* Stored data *

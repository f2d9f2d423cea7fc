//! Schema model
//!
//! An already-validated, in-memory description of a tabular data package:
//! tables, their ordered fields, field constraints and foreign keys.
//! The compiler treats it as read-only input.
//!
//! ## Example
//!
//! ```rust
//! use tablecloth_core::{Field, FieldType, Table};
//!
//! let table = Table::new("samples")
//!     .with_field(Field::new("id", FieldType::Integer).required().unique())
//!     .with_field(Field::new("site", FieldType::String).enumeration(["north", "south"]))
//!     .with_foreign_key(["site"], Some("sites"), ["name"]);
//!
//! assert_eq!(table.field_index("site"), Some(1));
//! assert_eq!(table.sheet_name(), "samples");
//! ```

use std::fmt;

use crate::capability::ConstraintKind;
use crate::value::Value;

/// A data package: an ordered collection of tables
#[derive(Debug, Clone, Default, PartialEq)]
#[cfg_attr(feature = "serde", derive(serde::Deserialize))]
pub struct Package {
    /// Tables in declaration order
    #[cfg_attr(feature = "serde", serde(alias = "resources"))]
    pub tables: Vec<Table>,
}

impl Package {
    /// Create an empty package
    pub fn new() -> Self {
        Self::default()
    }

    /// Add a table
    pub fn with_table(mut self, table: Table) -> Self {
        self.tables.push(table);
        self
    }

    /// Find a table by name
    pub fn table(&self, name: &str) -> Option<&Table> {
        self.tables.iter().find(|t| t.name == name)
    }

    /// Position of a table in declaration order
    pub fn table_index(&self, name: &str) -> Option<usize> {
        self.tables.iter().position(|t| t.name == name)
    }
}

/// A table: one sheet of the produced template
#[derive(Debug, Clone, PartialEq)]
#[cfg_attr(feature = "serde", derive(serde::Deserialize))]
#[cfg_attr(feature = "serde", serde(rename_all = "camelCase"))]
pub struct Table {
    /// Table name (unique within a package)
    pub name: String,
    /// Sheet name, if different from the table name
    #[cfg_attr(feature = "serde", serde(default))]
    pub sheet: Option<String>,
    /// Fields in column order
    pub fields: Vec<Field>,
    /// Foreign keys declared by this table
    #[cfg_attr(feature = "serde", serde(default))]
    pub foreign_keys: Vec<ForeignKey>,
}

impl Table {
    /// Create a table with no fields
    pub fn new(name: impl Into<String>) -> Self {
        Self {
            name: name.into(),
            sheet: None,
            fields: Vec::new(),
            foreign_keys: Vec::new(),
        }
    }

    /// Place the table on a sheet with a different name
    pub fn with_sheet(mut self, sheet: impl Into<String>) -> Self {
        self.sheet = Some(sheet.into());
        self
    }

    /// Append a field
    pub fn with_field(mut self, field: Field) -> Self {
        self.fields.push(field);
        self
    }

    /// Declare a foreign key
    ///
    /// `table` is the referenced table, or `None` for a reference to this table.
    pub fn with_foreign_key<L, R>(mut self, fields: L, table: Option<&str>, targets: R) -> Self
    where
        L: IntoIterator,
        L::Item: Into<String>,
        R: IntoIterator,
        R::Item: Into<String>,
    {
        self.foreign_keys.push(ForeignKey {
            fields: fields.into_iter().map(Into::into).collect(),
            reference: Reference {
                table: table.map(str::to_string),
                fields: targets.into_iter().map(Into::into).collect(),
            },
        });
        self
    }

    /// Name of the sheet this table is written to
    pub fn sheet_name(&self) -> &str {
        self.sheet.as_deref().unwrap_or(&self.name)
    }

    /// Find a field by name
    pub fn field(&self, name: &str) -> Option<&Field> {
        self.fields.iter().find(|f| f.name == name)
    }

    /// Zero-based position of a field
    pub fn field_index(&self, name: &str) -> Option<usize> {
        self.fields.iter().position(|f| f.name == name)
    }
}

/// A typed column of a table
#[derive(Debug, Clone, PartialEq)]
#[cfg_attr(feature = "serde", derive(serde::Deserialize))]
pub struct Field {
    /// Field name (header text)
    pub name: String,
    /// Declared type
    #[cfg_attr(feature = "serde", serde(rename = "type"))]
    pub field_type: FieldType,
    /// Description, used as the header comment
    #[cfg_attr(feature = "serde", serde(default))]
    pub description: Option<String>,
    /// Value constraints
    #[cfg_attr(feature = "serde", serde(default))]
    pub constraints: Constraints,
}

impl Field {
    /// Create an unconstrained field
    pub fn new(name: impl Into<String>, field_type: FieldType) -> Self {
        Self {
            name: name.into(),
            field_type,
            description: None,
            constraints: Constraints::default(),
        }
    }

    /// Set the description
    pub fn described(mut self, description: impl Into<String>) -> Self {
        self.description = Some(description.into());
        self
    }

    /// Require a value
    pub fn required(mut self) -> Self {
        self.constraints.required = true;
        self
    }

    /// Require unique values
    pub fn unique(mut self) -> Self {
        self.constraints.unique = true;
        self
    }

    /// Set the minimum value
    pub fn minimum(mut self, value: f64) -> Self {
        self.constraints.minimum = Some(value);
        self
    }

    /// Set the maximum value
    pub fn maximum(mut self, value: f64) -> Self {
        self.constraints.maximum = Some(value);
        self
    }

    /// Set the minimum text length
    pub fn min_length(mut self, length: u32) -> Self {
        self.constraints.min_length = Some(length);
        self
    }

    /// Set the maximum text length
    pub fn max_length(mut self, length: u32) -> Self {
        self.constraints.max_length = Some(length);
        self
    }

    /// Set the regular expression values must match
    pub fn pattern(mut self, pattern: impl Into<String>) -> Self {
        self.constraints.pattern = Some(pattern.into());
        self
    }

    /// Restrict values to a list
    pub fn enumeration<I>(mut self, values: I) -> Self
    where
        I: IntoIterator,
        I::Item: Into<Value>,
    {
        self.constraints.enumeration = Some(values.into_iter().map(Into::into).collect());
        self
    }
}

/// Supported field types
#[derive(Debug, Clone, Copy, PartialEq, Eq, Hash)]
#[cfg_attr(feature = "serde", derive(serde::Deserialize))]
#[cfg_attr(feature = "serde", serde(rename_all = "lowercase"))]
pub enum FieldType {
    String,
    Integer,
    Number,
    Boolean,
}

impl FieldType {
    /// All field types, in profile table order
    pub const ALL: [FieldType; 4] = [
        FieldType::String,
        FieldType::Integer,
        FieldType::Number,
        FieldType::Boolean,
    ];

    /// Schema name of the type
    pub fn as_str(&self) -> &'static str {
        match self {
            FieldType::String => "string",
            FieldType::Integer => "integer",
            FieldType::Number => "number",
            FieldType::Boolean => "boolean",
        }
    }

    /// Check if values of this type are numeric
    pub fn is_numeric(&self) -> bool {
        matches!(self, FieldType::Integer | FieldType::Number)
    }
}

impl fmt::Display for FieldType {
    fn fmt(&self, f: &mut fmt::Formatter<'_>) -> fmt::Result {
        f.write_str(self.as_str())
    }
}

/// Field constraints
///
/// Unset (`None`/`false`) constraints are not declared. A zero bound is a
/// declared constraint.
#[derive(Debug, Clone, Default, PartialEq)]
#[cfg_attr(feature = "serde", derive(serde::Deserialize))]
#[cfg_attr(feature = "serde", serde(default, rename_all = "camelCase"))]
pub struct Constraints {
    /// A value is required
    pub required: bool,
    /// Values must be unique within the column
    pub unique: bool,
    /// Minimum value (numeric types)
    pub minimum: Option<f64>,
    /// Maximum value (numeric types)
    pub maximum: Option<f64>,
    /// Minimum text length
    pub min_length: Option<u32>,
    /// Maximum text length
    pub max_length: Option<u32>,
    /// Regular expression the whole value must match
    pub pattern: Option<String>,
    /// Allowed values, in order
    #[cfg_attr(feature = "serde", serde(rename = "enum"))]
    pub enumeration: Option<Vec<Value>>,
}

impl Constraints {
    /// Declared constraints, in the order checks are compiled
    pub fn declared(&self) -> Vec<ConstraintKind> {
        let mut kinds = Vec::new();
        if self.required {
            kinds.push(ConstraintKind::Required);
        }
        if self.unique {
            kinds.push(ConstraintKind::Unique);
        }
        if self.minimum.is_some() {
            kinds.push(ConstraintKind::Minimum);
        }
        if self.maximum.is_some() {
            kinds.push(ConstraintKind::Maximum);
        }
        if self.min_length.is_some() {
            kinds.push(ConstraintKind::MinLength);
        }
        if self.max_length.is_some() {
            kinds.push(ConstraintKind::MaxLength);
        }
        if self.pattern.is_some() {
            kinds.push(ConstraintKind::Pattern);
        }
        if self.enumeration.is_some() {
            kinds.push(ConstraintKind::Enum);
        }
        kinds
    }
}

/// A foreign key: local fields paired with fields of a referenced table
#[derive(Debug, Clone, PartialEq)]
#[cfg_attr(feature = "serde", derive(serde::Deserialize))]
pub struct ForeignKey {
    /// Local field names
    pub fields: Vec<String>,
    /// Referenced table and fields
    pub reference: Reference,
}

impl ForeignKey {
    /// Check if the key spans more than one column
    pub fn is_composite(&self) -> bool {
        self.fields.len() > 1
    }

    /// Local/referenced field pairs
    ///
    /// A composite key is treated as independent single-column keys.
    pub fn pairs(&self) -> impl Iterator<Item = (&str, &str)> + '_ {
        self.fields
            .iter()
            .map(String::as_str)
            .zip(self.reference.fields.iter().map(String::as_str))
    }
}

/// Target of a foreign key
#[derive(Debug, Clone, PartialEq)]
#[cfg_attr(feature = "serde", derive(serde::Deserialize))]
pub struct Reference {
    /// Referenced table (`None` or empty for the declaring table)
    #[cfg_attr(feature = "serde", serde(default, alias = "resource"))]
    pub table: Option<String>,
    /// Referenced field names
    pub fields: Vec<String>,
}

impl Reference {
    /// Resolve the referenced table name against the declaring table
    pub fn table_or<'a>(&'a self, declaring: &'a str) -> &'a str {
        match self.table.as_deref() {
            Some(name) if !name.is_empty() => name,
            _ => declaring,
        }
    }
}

==

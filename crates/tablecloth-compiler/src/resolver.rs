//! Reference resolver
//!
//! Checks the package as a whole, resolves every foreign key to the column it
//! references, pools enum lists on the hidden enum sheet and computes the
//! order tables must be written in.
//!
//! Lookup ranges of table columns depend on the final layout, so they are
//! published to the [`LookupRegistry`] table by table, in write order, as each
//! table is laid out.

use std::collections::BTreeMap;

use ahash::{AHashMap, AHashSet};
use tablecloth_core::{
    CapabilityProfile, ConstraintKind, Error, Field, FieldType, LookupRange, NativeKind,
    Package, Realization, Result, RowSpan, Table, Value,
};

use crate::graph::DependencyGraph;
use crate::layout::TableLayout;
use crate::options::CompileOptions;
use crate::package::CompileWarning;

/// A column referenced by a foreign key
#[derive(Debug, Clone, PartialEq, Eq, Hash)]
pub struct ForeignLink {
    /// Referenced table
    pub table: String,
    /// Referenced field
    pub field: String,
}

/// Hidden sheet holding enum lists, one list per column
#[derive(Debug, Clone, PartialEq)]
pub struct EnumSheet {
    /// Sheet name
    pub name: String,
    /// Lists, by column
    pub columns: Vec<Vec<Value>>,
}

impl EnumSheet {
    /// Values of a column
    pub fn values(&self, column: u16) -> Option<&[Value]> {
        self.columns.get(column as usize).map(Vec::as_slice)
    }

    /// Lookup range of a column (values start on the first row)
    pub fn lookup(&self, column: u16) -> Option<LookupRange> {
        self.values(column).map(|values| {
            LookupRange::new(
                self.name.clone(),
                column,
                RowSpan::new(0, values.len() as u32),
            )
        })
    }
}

...

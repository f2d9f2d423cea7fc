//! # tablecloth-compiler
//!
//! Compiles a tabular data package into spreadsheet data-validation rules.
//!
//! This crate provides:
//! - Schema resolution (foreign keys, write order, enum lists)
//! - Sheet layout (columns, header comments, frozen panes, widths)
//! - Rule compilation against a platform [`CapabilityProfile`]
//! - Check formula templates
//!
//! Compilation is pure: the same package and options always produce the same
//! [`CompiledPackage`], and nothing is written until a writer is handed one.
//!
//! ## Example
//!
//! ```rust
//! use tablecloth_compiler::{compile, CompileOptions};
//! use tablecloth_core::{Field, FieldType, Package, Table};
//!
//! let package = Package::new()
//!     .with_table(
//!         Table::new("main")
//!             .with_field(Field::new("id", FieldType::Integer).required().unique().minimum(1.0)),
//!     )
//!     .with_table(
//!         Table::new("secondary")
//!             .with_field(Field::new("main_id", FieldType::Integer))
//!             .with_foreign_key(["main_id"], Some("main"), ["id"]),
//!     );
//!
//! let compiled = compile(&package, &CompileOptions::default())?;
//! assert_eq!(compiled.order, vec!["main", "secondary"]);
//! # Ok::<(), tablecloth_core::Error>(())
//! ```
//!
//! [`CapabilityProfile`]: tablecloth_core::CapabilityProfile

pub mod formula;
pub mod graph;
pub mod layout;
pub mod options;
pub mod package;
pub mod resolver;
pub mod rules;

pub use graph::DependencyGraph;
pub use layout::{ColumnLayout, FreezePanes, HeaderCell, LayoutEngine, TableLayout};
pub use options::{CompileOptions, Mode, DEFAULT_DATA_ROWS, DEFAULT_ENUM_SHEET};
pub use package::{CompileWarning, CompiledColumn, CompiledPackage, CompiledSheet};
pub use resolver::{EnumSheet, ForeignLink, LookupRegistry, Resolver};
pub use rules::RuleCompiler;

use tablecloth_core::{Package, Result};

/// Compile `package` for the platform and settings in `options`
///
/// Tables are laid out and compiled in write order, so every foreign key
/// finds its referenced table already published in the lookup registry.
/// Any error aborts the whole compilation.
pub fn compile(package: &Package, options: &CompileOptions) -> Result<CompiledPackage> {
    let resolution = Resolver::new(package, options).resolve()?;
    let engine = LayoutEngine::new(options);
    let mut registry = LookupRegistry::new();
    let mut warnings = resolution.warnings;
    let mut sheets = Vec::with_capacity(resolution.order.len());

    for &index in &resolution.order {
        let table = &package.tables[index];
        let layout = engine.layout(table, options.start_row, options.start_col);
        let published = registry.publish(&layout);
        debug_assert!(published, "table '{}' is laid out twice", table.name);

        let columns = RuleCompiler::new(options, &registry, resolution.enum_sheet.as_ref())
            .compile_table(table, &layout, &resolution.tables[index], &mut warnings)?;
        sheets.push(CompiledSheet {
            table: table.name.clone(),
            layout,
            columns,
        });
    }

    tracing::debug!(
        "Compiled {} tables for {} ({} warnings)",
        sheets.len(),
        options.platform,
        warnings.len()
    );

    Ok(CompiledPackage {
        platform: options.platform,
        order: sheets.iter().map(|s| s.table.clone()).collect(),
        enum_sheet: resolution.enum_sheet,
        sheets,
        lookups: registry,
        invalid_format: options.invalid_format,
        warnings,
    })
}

* TASK TO CARRY OUT *
For the word "declaration", go through the records and show each line that carries it.

* RESULT BELOW *
    /// Tables in declaration order
    /// Position of a table in declaration order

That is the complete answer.